Non pas vraiment…. Parce que j’avoue avoir eu un côté prétentieux dans ma vie et le cheval s’est magnifiquement chargé de me remettre dans le chemin. Vous voyez, ce matin j’étais avec un jeune poulain de 3 ans1/2 ; il en a rien à foutre que je m’appelle Mario Luraschi ! Et c’est fabuleux, parce que vous devez renégocier, lui montrer que vous êtes quelqu’un de bien et qu’en fin de compte vous allez être meilleurs amis. J’ai appelé mon spectacle Fascination parce que le cheval est l’animal qui me fascine le plus au monde. Un cheval qui fait du spectacle, il aime ce qu’il fait ; son cœur bat avant de rentrer en piste et quand il est en piste, il se révèle, il aime, c’est un artiste.
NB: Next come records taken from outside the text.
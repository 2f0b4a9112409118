//! Per-shard hybrid triple store (spec component C4): a row table for
//! indexable point lookups, a batched writer that spills accumulated
//! triples into GraphCol chunks, and a compactor that migrates row-table
//! entries into chunks once they age out. `Shard` ties the three together
//! behind the single-writer-many-reader scheduling model described in
//! spec §5: reads never block each other, writes to a shard serialize
//! through the row table's internal lock.

mod backoff;
mod blob;
mod compactor;
mod error;
mod index_sink;
mod migrations;
mod row_table;
mod writer;

pub use backoff::{Backoff, BackoffConfig};
pub use blob::{chunk_key, manifest_key, reverse_namespace, vector_key, BlobStore, ListPage};
pub use compactor::{CompactionResult, Compactor};
pub use error::{BlobError, StoreError, StoreResult};
pub use index_sink::IndexSink;
pub use migrations::{migrate_to_version, SCHEMA_VERSION};
pub use row_table::RowTable;
pub use writer::{
    BatchedWriter, ChunkMeta, FinalizeMetadata, ManifestSink, WriterConfig, WriterState,
    DEFAULT_MAX_BUFFERED_TRIPLES, DEFAULT_MAX_PENDING_BATCHES,
};

use std::sync::Arc;

use edgegraph_types::{EntityId, Predicate, TransactionId, Triple, TypedValue};
use tracing::warn;

/// A shard: the unit of ownership for a subset of triples, addressed by a
/// hash of subject or namespace (spec glossary). Bundles the row table
/// (synchronous point access) with the batched writer (async chunk
/// spill) and a compactor for background maintenance.
pub struct Shard {
    namespace: String,
    rows: RowTable,
    writer: BatchedWriter,
    compactor: Compactor,
    index: Option<Arc<dyn IndexSink>>,
}

impl Shard {
    pub fn new(config: WriterConfig, blob: Arc<dyn BlobStore>, sink: Arc<dyn ManifestSink>) -> Self {
        let namespace = config.namespace.clone();
        Self {
            compactor: Compactor::new(namespace.clone()),
            namespace,
            rows: RowTable::new(),
            writer: BatchedWriter::new(config, blob, sink),
            index: None,
        }
    }

    /// Attaches the collaborator that keeps C6 (FTS/vector/geo) current as
    /// this shard is written to. Builder-style so callers set it once,
    /// before the shard is shared behind an `Arc`.
    pub fn with_index_sink(mut self, index: Arc<dyn IndexSink>) -> Self {
        self.index = Some(index);
        self
    }

    pub fn namespace(&self) -> &str {
        &self.namespace
    }

    pub fn rows(&self) -> &RowTable {
        &self.rows
    }

    pub fn writer(&self) -> &BatchedWriter {
        &self.writer
    }

    pub fn compactor(&self) -> &Compactor {
        &self.compactor
    }

    /// Inserts one triple into the row table (the immediate, indexable
    /// path) and also mirrors it into the batched writer's buffer so it
    /// is eventually captured in a chunk (spec §2 write data-flow: "C4
    /// inserts row (immediate) and the batched writer accumulates
    /// triples").
    pub async fn insert(&self, triple: Triple) -> StoreResult<()> {
        self.rows.insert(triple.clone())?;
        self.index_write(&triple).await;
        self.writer.add(triple).await
    }

    pub async fn insert_batch(&self, triples: Vec<Triple>) -> StoreResult<()> {
        self.rows.insert_batch(triples.clone())?;
        for triple in &triples {
            self.index_write(triple).await;
        }
        self.writer.add_batch(triples).await
    }

    pub fn get(&self, subject: &EntityId, predicate: &Predicate) -> Option<Triple> {
        self.rows.get(subject, predicate)
    }

    pub fn get_subject(&self, subject: &EntityId) -> Vec<Triple> {
        self.rows.get_subject(subject)
    }

    pub fn get_multi_subjects(
        &self,
        subjects: &[EntityId],
    ) -> std::collections::HashMap<EntityId, Vec<Triple>> {
        self.rows.get_multi_subjects(subjects)
    }

    pub fn get_by_predicate(&self, predicate: &Predicate) -> Vec<(EntityId, Triple)> {
        self.rows.get_by_predicate(predicate)
    }

    pub async fn update(
        &self,
        subject: EntityId,
        predicate: Predicate,
        value: TypedValue,
        tx_id: TransactionId,
        now_ms: u64,
    ) -> StoreResult<Triple> {
        let previous = self.rows.get(&subject, &predicate);
        let triple = self.rows.update(subject, predicate, value, tx_id, now_ms)?;
        if let Some(previous) = &previous {
            self.index_remove(previous).await;
        }
        self.index_write(&triple).await;
        self.writer.add(triple.clone()).await?;
        Ok(triple)
    }

    pub async fn delete(
        &self,
        subject: EntityId,
        predicate: Predicate,
        tx_id: TransactionId,
        now_ms: u64,
    ) -> StoreResult<Triple> {
        let previous = self.rows.get(&subject, &predicate);
        let triple = self.rows.delete(subject, predicate, tx_id, now_ms);
        if let Some(previous) = &previous {
            self.index_remove(previous).await;
        }
        self.writer.add(triple.clone()).await?;
        Ok(triple)
    }

    pub async fn delete_entity(
        &self,
        subject: &EntityId,
        tx_id: TransactionId,
        now_ms: u64,
    ) -> StoreResult<Vec<Triple>> {
        let previous = self.rows.get_subject(subject);
        let tombstones = self.rows.delete_entity(subject, tx_id, now_ms);
        for previous in &previous {
            self.index_remove(previous).await;
        }
        self.writer.add_batch(tombstones.clone()).await?;
        Ok(tombstones)
    }

    pub fn exists(&self, subject: &EntityId) -> bool {
        self.rows.exists(subject)
    }

    /// Feeds `triple` to the index sink, if one is attached. C6 is a
    /// supplementary query-acceleration structure, not the authoritative
    /// store, so a failure here is logged and does not fail the write.
    async fn index_write(&self, triple: &Triple) {
        if let Some(index) = &self.index {
            if let Err(e) = index.index_triple(triple).await {
                warn!(error = %e, subject = triple.subject.as_str(), "index update failed");
            }
        }
    }

    async fn index_remove(&self, triple: &Triple) {
        if let Some(index) = &self.index {
            if let Err(e) = index.remove_triple(triple).await {
                warn!(error = %e, subject = triple.subject.as_str(), "index removal failed");
            }
        }
    }
}

#[cfg(test)]
mod tests {
    use super::*;
    use crate::error::BlobError as ShardBlobError;
    use async_trait::async_trait;
    use edgegraph_types::TxIdGenerator;
    use std::sync::Mutex as StdMutex;

    struct FakeBlob {
        store: StdMutex<std::collections::HashMap<String, Vec<u8>>>,
    }

    impl FakeBlob {
        fn new() -> Self {
            Self { store: StdMutex::new(std::collections::HashMap::new()) }
        }
    }

    #[async_trait]
    impl BlobStore for FakeBlob {
        async fn get(&self, key: &str) -> Result<Vec<u8>, ShardBlobError> {
            self.store.lock().unwrap().get(key).cloned().ok_or_else(|| ShardBlobError::NotFound(key.to_string()))
        }
        async fn put(&self, key: &str, body: Vec<u8>, _content_type: Option<&str>) -> Result<(), ShardBlobError> {
            self.store.lock().unwrap().insert(key.to_string(), body);
            Ok(())
        }
        async fn delete(&self, key: &str) -> Result<(), ShardBlobError> {
            self.store.lock().unwrap().remove(key);
            Ok(())
        }
        async fn list(&self, _prefix: &str, _cursor: Option<&str>, _limit: usize) -> Result<ListPage, ShardBlobError> {
            Ok(ListPage { keys: Vec::new(), next_cursor: None })
        }
    }

    struct NullSink;
    #[async_trait]
    impl ManifestSink for NullSink {
        async fn register_chunk(&self, _namespace: &str, _meta: ChunkMeta) -> StoreResult<()> {
            Ok(())
        }
    }

    fn shard() -> Shard {
        Shard::new(
            WriterConfig::new("https://ex.com"),
            Arc::new(FakeBlob::new()),
            Arc::new(NullSink),
        )
    }

    #[tokio::test]
    async fn insert_is_visible_through_row_path() {
        let shard = shard();
        let gen = TxIdGenerator::new();
        let subject = EntityId::parse("https://ex.com/e1").unwrap();
        let predicate = Predicate::parse("name").unwrap();
        shard
            .insert(Triple {
                subject: subject.clone(),
                predicate: predicate.clone(),
                object: TypedValue::String("a".into()),
                timestamp: 1,
                tx_id: gen.next(1),
            })
            .await
            .unwrap();
        assert_eq!(shard.get(&subject, &predicate).unwrap().object, TypedValue::String("a".into()));
    }

    #[tokio::test]
    async fn update_then_delete_round_trip() {
        let shard = shard();
        let gen = TxIdGenerator::new();
        let subject = EntityId::parse("https://ex.com/e1").unwrap();
        let predicate = Predicate::parse("name").unwrap();
        shard.update(subject.clone(), predicate.clone(), TypedValue::String("a".into()), gen.next(1), 1).await.unwrap();
        assert!(shard.exists(&subject));
        shard.delete(subject.clone(), predicate.clone(), gen.next(2), 2).await.unwrap();
        assert!(shard.get(&subject, &predicate).is_none());
        assert!(!shard.exists(&subject));
    }

    struct RecordingIndex {
        indexed: StdMutex<Vec<Triple>>,
        removed: StdMutex<Vec<Triple>>,
    }

    impl RecordingIndex {
        fn new() -> Self {
            Self { indexed: StdMutex::new(Vec::new()), removed: StdMutex::new(Vec::new()) }
        }
    }

    #[async_trait]
    impl IndexSink for RecordingIndex {
        async fn index_triple(&self, triple: &Triple) -> StoreResult<()> {
            self.indexed.lock().unwrap().push(triple.clone());
            Ok(())
        }
        async fn remove_triple(&self, triple: &Triple) -> StoreResult<()> {
            self.removed.lock().unwrap().push(triple.clone());
            Ok(())
        }
    }

    #[tokio::test]
    async fn attached_index_sink_sees_inserts_and_the_superseded_value_on_update() {
        let index = Arc::new(RecordingIndex::new());
        let shard = Shard::new(WriterConfig::new("https://ex.com"), Arc::new(FakeBlob::new()), Arc::new(NullSink))
            .with_index_sink(index.clone());
        let gen = TxIdGenerator::new();
        let subject = EntityId::parse("https://ex.com/e1").unwrap();
        let predicate = Predicate::parse("bio").unwrap();

        shard
            .insert(Triple {
                subject: subject.clone(),
                predicate: predicate.clone(),
                object: TypedValue::String("a".into()),
                timestamp: 1,
                tx_id: gen.next(1),
            })
            .await
            .unwrap();
        assert_eq!(index.indexed.lock().unwrap().len(), 1);

        shard.update(subject.clone(), predicate.clone(), TypedValue::String("b".into()), gen.next(2), 2).await.unwrap();
        assert_eq!(index.indexed.lock().unwrap().len(), 2);
        assert_eq!(index.removed.lock().unwrap().len(), 1);
        assert_eq!(index.removed.lock().unwrap()[0].object, TypedValue::String("a".into()));

        shard.delete(subject, predicate, gen.next(3), 3).await.unwrap();
        assert_eq!(index.removed.lock().unwrap().len(), 2);
        assert_eq!(index.removed.lock().unwrap()[1].object, TypedValue::String("b".into()));
    }
}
C’est pour ça que je dis toujours aux gens qui aiment les animaux, d’apprendre d’abord à connaître l’animal que l’on veut protéger, ça évite de dire n’importe quoi ! Quelques fois je me fâche avec des gens qui pensent sauvegarder, alors qu’en fait ils participent à l’élimination plus rapidement. Cette méconnaissance, je trouve ça scandaleux !

Pensez-vous qu’un poney ou un cheval qui entre dans la carrière de concours est dans les mêmes dispositions que vos chevaux de spectacle ?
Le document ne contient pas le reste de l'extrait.